The oil cartel has cut Nigeria’s production quota for 2024 to 1.65 million barrels per day, citing the country’s failure to comply with the previous target.Nigeria’s oil output has been hampered by various factors, including pipeline vandalism, militant attacks, technical issues, and regulatory uncertainty.

The country’s oil sector, which accounts for about 90% of its foreign exchange earnings and 60% of its government revenue, has also been hit by the global oil price slump and the COVID-19 pandemic.

Some analysts have expressed concern that the Dangote refinery’s preference for US crude oil could further undermine Nigeria’s oil industry, which is already facing stiff competition from other African producers such as Angola, Ghana, and Senegal.

They argue that the refinery should prioritize Nigerian crude oil, which would create more value for the country and support the local oil sector.

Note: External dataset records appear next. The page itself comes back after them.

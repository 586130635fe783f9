use std::path::PathBuf;
use std::sync::Arc;
use std::time::Duration;

use anyhow::Result;
use clap::{Parser, Subcommand};

use logbot::app::App;
use logbot::transcript::Role;
use logbot::tui::{self, EventHandler, Tui};
use logbot::{handler, logging, ui};
use logbot::{Config, Controller, HttpBackend, LogBackend};

#[derive(Parser)]
#[command(name = "logbot")]
#[command(about = "Chat with a log-analysis backend: trigger ingestion and query your logs")]
struct Cli {
    #[command(subcommand)]
    command: Option<Commands>,

    /// Backend base URL [default: from config, then http://localhost:9090]
    #[arg(long, global = true)]
    base_url: Option<String>,

    /// Treat a non-2xx ingest response as a failed ingest
    #[arg(long, global = true)]
    strict_ingest: bool,

    /// Write diagnostic logs here when running the TUI
    #[arg(long, global = true)]
    log_file: Option<PathBuf>,

    /// Config file to use instead of the default location
    #[arg(long, global = true)]
    config: Option<PathBuf>,
}

#[derive(Subcommand)]
enum Commands {
    /// Interactive chat (default)
    Tui,
    /// Trigger log ingestion once and print the result
    Ingest,
    /// Ask a single question and print the answer
    Query {
        /// Query text
        #[arg(required = true)]
        text: Vec<String>,
    },
}

#[tokio::main]
async fn main() -> Result<()> {
    let cli = Cli::parse();
    let config = load_config(&cli)?;

    let http = HttpBackend::new(&config.base_url).with_strict_ingest(config.strict_ingest);
    let backend_url = http.base_url().to_string();
    let backend: Arc<dyn LogBackend> = Arc::new(http);
    let mut controller = Controller::new(backend);

    match cli.command.unwrap_or(Commands::Tui) {
        Commands::Tui => {
            logging::init_file(&config.resolved_log_file()?, &config.log_filter)?;
            tracing::info!(base_url = %backend_url, "starting logbot");
            run_tui(controller, backend_url, &config).await?;
        }
        Commands::Ingest => {
            logging::init_stderr(&config.log_filter);
            let seen = controller.transcript().len();
            controller.trigger_ingest().await;
            print_new_entries(&controller, seen);
        }
        Commands::Query { text } => {
            logging::init_stderr(&config.log_filter);
            let seen = controller.transcript().len();
            if !controller.submit_query(&text.join(" ")).await {
                eprintln!("Nothing to ask: the query is empty.");
            }
            print_new_entries(&controller, seen);
        }
    }

    Ok(())
}

fn load_config(cli: &Cli) -> Result<Config> {
    let mut config = match &cli.config {
        Some(path) => Config::load_from(path)?,
        None => Config::load()?,
    };

    if let Some(base_url) = &cli.base_url {
        config.base_url = base_url.clone();
    }
    if cli.strict_ingest {
        config.strict_ingest = true;
    }
    if let Some(log_file) = &cli.log_file {
        config.log_file = Some(log_file.clone());
    }

    Ok(config)
}

fn print_new_entries(controller: &Controller, seen: usize) {
    for entry in &controller.transcript().entries()[seen..] {
        let label = match entry.role {
            Role::User => "You",
            Role::Bot => "Bot",
        };
        println!("{}:", label);
        for line in entry.display_lines() {
            println!("  {}", line);
        }
    }
}

async fn run_tui(controller: Controller, backend_url: String, config: &Config) -> Result<()> {
    tui::install_panic_hook();
    let mut terminal = tui::init()?;
    let mut events = EventHandler::new(Duration::from_millis(config.tick_rate_ms.max(16)));
    let mut app = App::new(controller, backend_url);

    let result = run_app(&mut terminal, &mut app, &mut events).await;

    tui::restore()?;
    result
}

async fn run_app(terminal: &mut Tui, app: &mut App, events: &mut EventHandler) -> Result<()> {
    loop {
        terminal.draw(|frame| ui::render(app, frame))?;

        if app.should_quit {
            return Ok(());
        }

        let busy = app.is_busy();
        tokio::select! {
            event = events.next() => match event {
                Some(event) => handler::handle_event(app, event),
                None => return Ok(()),
            },
            _ = app.controller.settle(), if busy => {
                app.tick_animation();
            }
        }
    }
}
//! Diagnostic log setup.
//!
//! The TUI owns the terminal, so in interactive mode events are written to a
//! file. Headless commands log to stderr. `RUST_LOG` overrides the configured
//! filter in both cases.

use std::fs::{self, OpenOptions};
use std::path::Path;
use std::sync::Mutex;

use anyhow::Result;
use tracing_subscriber::EnvFilter;

fn env_filter(default_filter: &str) -> EnvFilter {
    EnvFilter::try_from_default_env().unwrap_or_else(|_| EnvFilter::new(default_filter))
}

/// Append log events to `path`, creating it and its directory if needed.
pub fn init_file(path: &Path, default_filter: &str) -> Result<()> {
    if let Some(parent) = path.parent() {
        fs::create_dir_all(parent)?;
    }
    let file = OpenOptions::new().create(true).append(true).open(path)?;

    let _ = tracing_subscriber::fmt()
        .with_env_filter(env_filter(default_filter))
        .with_writer(Mutex::new(file))
        .with_ansi(false)
        .try_init();
    Ok(())
}

pub fn init_stderr(default_filter: &str) {
    let _ = tracing_subscriber::fmt()
        .with_env_filter(env_filter(default_filter))
        .with_writer(std::io::stderr)
        .try_init();
}

#[cfg(test)]
mod tests {
    use super::*;
    use tempfile::tempdir;

    #[test]
    fn test_init_file_creates_log_directory() {
        let dir = tempdir().unwrap();
        let path = dir.path().join("logs").join("logbot.log");

        init_file(&path, "debug").unwrap();

        assert!(path.exists());
    }
}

However, others have welcomed the refinery’s decision to diversify its crude oil sources, saying that it would enhance its operational efficiency and profitability.

They also point out that the refinery would still benefit Nigeria’s economy by creating thousands of jobs, reducing fuel import bills, and boosting the country’s refining capacity.

The Dangote refinery is seen as a game-changer for Nigeria’s energy sector, which has long suffered from inadequate infrastructure, poor management, and corruption.

The refinery is expected to meet the country’s domestic fuel demand, which is estimated at about 300,000 barrels per day, and also export surplus products to neighboring countries and beyond.

The refinery is part of Dangote’s ambitious $15 billion investment plan, which also includes a fertilizer plant and a petrochemical complex.

The project is expected to generate about $9 billion in annual revenue and contribute about 2% to Nigeria’s gross domestic product.